* About this exercise:
Print the line containing "fn main() ->" and every later line of the records. Keep each one exactly as given, ending with the last.

Top of Supplied material

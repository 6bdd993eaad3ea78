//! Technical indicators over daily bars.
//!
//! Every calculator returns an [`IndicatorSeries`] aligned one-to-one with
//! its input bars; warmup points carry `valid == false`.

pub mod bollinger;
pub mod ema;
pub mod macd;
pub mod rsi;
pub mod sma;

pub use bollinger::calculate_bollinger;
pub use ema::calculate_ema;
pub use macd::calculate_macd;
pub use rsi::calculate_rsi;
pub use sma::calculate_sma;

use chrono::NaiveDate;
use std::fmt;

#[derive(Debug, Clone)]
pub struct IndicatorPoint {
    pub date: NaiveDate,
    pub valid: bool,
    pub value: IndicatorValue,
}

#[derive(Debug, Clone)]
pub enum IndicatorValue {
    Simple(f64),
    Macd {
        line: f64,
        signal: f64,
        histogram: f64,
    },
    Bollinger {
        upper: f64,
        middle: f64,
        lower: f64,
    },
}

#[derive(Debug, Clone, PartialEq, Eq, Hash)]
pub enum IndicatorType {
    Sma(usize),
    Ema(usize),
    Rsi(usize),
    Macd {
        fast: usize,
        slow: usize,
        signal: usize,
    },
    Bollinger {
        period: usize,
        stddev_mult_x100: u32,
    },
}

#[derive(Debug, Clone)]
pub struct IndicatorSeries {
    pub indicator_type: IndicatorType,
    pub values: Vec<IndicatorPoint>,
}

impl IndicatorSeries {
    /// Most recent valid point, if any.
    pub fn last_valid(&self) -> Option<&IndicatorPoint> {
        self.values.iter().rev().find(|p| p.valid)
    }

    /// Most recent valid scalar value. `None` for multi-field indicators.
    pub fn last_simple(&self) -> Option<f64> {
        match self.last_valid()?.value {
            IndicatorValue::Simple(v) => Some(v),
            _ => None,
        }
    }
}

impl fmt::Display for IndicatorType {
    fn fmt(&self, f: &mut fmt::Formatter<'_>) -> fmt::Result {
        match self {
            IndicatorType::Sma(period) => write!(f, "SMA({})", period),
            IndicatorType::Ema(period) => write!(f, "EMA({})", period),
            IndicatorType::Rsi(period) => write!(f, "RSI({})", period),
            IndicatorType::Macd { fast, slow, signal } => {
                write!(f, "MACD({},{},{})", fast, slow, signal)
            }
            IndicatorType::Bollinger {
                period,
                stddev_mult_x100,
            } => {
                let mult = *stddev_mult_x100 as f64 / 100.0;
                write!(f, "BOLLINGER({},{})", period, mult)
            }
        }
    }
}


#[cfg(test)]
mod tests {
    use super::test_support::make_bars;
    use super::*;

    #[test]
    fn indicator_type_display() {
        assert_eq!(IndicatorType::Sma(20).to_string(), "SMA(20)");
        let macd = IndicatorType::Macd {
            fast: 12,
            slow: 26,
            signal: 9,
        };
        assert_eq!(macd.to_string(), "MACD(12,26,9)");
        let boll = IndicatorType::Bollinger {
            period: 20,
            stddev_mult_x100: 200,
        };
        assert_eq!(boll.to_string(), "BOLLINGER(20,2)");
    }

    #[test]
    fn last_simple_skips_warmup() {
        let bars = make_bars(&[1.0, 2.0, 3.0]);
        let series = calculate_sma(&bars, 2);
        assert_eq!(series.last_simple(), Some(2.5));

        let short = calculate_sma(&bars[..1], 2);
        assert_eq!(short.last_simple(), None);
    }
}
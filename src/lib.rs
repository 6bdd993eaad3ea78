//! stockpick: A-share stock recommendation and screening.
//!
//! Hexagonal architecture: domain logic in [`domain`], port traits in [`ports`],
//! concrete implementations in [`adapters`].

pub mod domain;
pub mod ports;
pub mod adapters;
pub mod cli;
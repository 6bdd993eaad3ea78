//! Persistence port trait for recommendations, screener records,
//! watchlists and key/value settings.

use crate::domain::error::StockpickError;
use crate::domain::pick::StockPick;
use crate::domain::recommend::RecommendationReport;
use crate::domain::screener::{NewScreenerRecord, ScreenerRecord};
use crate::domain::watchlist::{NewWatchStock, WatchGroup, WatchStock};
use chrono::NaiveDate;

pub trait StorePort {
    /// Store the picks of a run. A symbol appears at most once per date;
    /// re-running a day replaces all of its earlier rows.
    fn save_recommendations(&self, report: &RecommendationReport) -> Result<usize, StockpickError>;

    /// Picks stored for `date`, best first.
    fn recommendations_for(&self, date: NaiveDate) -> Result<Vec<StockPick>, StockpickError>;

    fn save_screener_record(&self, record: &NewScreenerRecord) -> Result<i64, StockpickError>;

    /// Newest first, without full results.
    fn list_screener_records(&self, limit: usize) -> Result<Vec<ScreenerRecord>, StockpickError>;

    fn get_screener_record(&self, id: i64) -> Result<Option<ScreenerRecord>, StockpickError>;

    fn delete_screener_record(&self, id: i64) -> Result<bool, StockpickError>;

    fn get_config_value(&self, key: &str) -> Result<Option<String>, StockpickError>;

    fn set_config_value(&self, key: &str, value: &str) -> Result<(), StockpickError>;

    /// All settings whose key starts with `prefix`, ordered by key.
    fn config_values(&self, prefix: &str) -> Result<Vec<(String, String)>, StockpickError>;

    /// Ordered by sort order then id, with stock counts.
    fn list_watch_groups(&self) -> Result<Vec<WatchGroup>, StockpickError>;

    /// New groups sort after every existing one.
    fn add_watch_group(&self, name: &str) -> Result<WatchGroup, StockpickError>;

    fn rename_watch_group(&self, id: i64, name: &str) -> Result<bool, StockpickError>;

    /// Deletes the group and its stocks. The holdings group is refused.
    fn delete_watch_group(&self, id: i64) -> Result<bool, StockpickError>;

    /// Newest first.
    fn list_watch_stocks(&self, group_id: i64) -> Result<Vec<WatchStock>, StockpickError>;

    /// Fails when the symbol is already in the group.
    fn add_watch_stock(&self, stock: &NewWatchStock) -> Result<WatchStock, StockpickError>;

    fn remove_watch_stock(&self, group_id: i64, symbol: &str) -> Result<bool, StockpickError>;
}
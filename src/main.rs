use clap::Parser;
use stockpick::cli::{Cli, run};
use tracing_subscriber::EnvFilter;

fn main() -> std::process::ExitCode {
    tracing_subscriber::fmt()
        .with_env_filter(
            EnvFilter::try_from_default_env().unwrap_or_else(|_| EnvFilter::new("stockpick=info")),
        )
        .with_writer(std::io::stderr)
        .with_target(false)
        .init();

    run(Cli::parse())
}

Bottom of Supplied material

* Your response:
fn main() -> std::process::ExitCode {
    tracing_subscriber::fmt()
        .with_env_filter(
            EnvFilter::try_from_default_env().unwrap_or_else(|_| EnvFilter::new("stockpick=info")),
        )
        .with_writer(std::io::stderr)
        .with_target(false)
        .init();

    run(Cli::parse())
}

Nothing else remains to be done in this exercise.